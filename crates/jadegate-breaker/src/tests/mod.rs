use std::thread::sleep;
use std::time::Duration;

use crate::{BreakerState, CircuitBreaker};

#[test]
fn new_tool_starts_closed_and_allows_calls() {
    let mut breaker = CircuitBreaker::new(3, Duration::from_secs(60));
    assert!(breaker.can_call("tool_a"));
}

#[test]
fn trips_open_after_threshold_consecutive_failures() {
    let mut breaker = CircuitBreaker::new(3, Duration::from_secs(60));
    assert!(!breaker.record_failure("tool_a"));
    assert!(!breaker.record_failure("tool_a"));
    assert!(breaker.record_failure("tool_a"));
    assert!(!breaker.can_call("tool_a"));
}

#[test]
fn success_resets_consecutive_failure_count_while_closed() {
    let mut breaker = CircuitBreaker::new(3, Duration::from_secs(60));
    breaker.record_failure("tool_a");
    breaker.record_failure("tool_a");
    breaker.record_success("tool_a");
    assert!(!breaker.record_failure("tool_a"));
    assert!(!breaker.record_failure("tool_a"));
    assert!(breaker.can_call("tool_a"));
}

#[test]
fn half_open_after_timeout_elapses() {
    let mut breaker = CircuitBreaker::new(1, Duration::from_millis(20));
    breaker.record_failure("tool_a");
    assert!(!breaker.can_call("tool_a"));
    sleep(Duration::from_millis(30));
    assert!(breaker.can_call("tool_a"));

    let status = breaker.get_status();
    assert_eq!(status["tool_a"].state, BreakerState::HalfOpen);
}

#[test]
fn successful_probe_closes_the_breaker() {
    let mut breaker = CircuitBreaker::new(1, Duration::from_millis(10));
    breaker.record_failure("tool_a");
    sleep(Duration::from_millis(15));
    assert!(breaker.can_call("tool_a"));
    breaker.record_success("tool_a");

    let status = breaker.get_status();
    assert_eq!(status["tool_a"].state, BreakerState::Closed);
    assert_eq!(status["tool_a"].failure_count, 0);
}

#[test]
fn failed_probe_reopens_the_breaker_and_counts_a_trip() {
    let mut breaker = CircuitBreaker::new(1, Duration::from_millis(10));
    breaker.record_failure("tool_a");
    sleep(Duration::from_millis(15));
    assert!(breaker.can_call("tool_a"));
    assert!(breaker.record_failure("tool_a"));

    let status = breaker.get_status();
    assert_eq!(status["tool_a"].state, BreakerState::Open);
    assert_eq!(status["tool_a"].trip_count, 2);
}

#[test]
fn tools_have_independent_breakers() {
    let mut breaker = CircuitBreaker::new(1, Duration::from_secs(60));
    breaker.record_failure("tool_a");
    assert!(!breaker.can_call("tool_a"));
    assert!(breaker.can_call("tool_b"));
}

#[test]
fn manual_reset_clears_a_tripped_breaker() {
    let mut breaker = CircuitBreaker::new(1, Duration::from_secs(60));
    breaker.record_failure("tool_a");
    assert!(!breaker.can_call("tool_a"));
    breaker.reset("tool_a");
    assert!(breaker.can_call("tool_a"));
}

#[test]
fn reset_all_clears_every_breaker() {
    let mut breaker = CircuitBreaker::new(1, Duration::from_secs(60));
    breaker.record_failure("tool_a");
    breaker.record_failure("tool_b");
    breaker.reset_all();
    assert!(breaker.can_call("tool_a"));
    assert!(breaker.can_call("tool_b"));
}

#[test]
fn get_status_is_empty_for_untouched_breaker() {
    let mut breaker = CircuitBreaker::new(3, Duration::from_secs(60));
    assert!(breaker.get_status().is_empty());
}
//! Error type for certificate, trust-store, and TOFU operations.

use std::path::PathBuf;

/// Errors arising from the trust subsystem.
#[derive(Debug, thiserror::Error)]
pub enum TrustError {
    /// A filesystem operation failed.
    #[error("trust store I/O error at {path}: {source}")]
    Io {
        /// Path the operation was attempted against.
        path: PathBuf,
        /// Underlying error.
        #[source]
        source: std::io::Error,
    },

    /// A certificate file could not be parsed as JSON.
    #[error("malformed certificate at {path}: {source}")]
    Parse {
        /// Path of the offending file.
        path: PathBuf,
        /// Underlying error.
        #[source]
        source: serde_json::Error,
    },

    /// A cryptographic operation (signing or verification) failed.
    #[error(transparent)]
    Crypto(#[from] jadegate_crypto::CryptoError),

    /// No certificate exists for the given tool id.
    #[error("no certificate for tool '{tool_id}'")]
    NotFound {
        /// The tool id that was looked up.
        tool_id: String,
    },
}

/// Convenience alias for trust subsystem results.
pub type TrustResult<T> = Result<T, TrustError>;
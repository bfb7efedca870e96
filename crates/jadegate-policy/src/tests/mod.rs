use crate::{FileMode, Policy};

#[test]
fn default_blocks_metadata_endpoints() {
    let policy = Policy::default();
    assert!(!policy.is_domain_allowed("169.254.169.254"));
    assert!(!policy.is_domain_allowed("metadata.google.internal"));
    assert!(policy.is_domain_allowed("example.com"));
}

#[test]
fn blocklist_wins_even_if_host_is_also_allowlisted() {
    let mut policy = Policy::default();
    policy.network_allowlist.push("169.254.169.254".to_string());
    assert!(!policy.is_domain_allowed("169.254.169.254"));
}

#[test]
fn subdomain_of_blocked_host_is_denied() {
    let policy = Policy::default();
    assert!(!policy.is_domain_allowed("evil.metadata.google.internal"));
}

#[test]
fn wildcard_allowlist_permits_everything_not_blocked() {
    let policy = Policy {
        network_allowlist: vec!["*".to_string()],
        ..Policy::default()
    };
    assert!(policy.is_domain_allowed("anything.example"));
    assert!(!policy.is_domain_allowed("169.254.169.254"));
}

#[test]
fn suffix_pattern_matches_subdomains_only() {
    let policy = Policy {
        network_allowlist: vec!["*.example.com".to_string()],
        ..Policy::default()
    };
    assert!(policy.is_domain_allowed("api.example.com"));
    assert!(!policy.is_domain_allowed("evil.com"));
}

#[test]
fn empty_allowlist_permits_all_non_blocked_hosts() {
    let policy = Policy::default();
    assert!(policy.is_domain_allowed("totally-unknown-host.example"));
}

#[test]
fn blocked_action_and_approval_membership() {
    let policy = Policy::default();
    assert!(policy.is_action_blocked("shell_exec"));
    assert!(!policy.is_action_blocked("search_docs"));
    assert!(policy.needs_approval("email_send"));
    assert!(!policy.needs_approval("shell_exec"));
}

#[test]
fn file_blocklist_denies_by_substring_and_glob() {
    let policy = Policy::default();
    assert!(!policy.is_file_path_allowed("/etc/shadow", FileMode::Read));
    assert!(!policy.is_file_path_allowed("/home/user/.aws/credentials", FileMode::Read));
}

#[test]
fn empty_file_allowlist_permits_non_blocked_paths() {
    let policy = Policy::default();
    assert!(policy.is_file_path_allowed("/tmp/notes.txt", FileMode::Read));
}

#[test]
fn file_allowlist_restricts_to_glob_matches() {
    let policy = Policy {
        file_read_allow: vec!["/workspace/*".to_string()],
        ..Policy::default()
    };
    assert!(policy.is_file_path_allowed("/workspace/notes.txt", FileMode::Read));
    assert!(!policy.is_file_path_allowed("/etc/hosts", FileMode::Read));
}

#[test]
fn upload_allowlist_is_case_insensitive() {
    let policy = Policy::default();
    assert!(policy.is_upload_allowed("report.PDF"));
    assert!(!policy.is_upload_allowed("payload.exe"));
}

#[test]
fn upload_with_empty_allowlist_permits_all() {
    let policy = Policy {
        upload_ext_allowlist: Vec::new(),
        ..Policy::default()
    };
    assert!(policy.is_upload_allowed("payload.exe"));
}

#[test]
fn presets_differ_from_default() {
    let permissive = Policy::permissive();
    let strict = Policy::strict();
    assert!(permissive.is_domain_allowed("anything.example"));
    assert!(strict.is_action_blocked("http_post"));
    assert!(strict.needs_approval("file_read"));
}

#[test]
fn merge_unions_lists_and_keeps_base_scalar_when_override_matches_default() {
    let base = Policy {
        blocked_actions: vec!["shell_exec".to_string(), "custom_tool".to_string()],
        max_call_depth: 15,
        ..Policy::default()
    };
    let over = Policy::default(); // override equal to default scalar and list values
    let merged = base.merge(&over);
    assert!(merged.blocked_actions.contains(&"custom_tool".to_string()));
    assert!(merged.blocked_actions.contains(&"process_spawn".to_string()));
    // override's max_call_depth equals the default (20), so base's 15 survives
    assert_eq!(merged.max_call_depth, 15);
}

#[test]
fn merge_takes_override_scalar_when_it_differs_from_default() {
    let base = Policy::default();
    let over = Policy {
        max_call_depth: 99,
        ..Policy::default()
    };
    let merged = base.merge(&over);
    assert_eq!(merged.max_call_depth, 99);
}

#[test]
fn merge_dedupes_list_union_preserving_order() {
    let base = Policy {
        blocked_actions: vec!["a".to_string(), "b".to_string()],
        ..Policy::default()
    };
    let over = Policy {
        blocked_actions: vec!["b".to_string(), "c".to_string()],
        ..Policy::default()
    };
    let merged = base.merge(&over);
    assert_eq!(merged.blocked_actions, vec!["a", "b", "c"]);
}

#[test]
fn roundtrip_through_file() {
    let dir = tempfile::tempdir().unwrap();
    let path = dir.path().join("policy.json");
    let policy = Policy::strict();
    policy.save(&path).unwrap();
    let loaded = Policy::from_file(&path).unwrap();
    assert_eq!(policy, loaded);
}

#[test]
fn saved_file_wraps_under_jadegate_policy_key() {
    let dir = tempfile::tempdir().unwrap();
    let path = dir.path().join("policy.json");
    Policy::default().save(&path).unwrap();
    let raw: serde_json::Value =
        serde_json::from_str(&std::fs::read_to_string(&path).unwrap()).unwrap();
    assert!(raw.get("jadegate_policy").is_some());
}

====

**BRIEF:** Whenever a line of the data includes the word "google", show that line in full.

**SOLUTION BELOW:**
    assert!(!policy.is_domain_allowed("metadata.google.internal"));
    assert!(!policy.is_domain_allowed("evil.metadata.google.internal"));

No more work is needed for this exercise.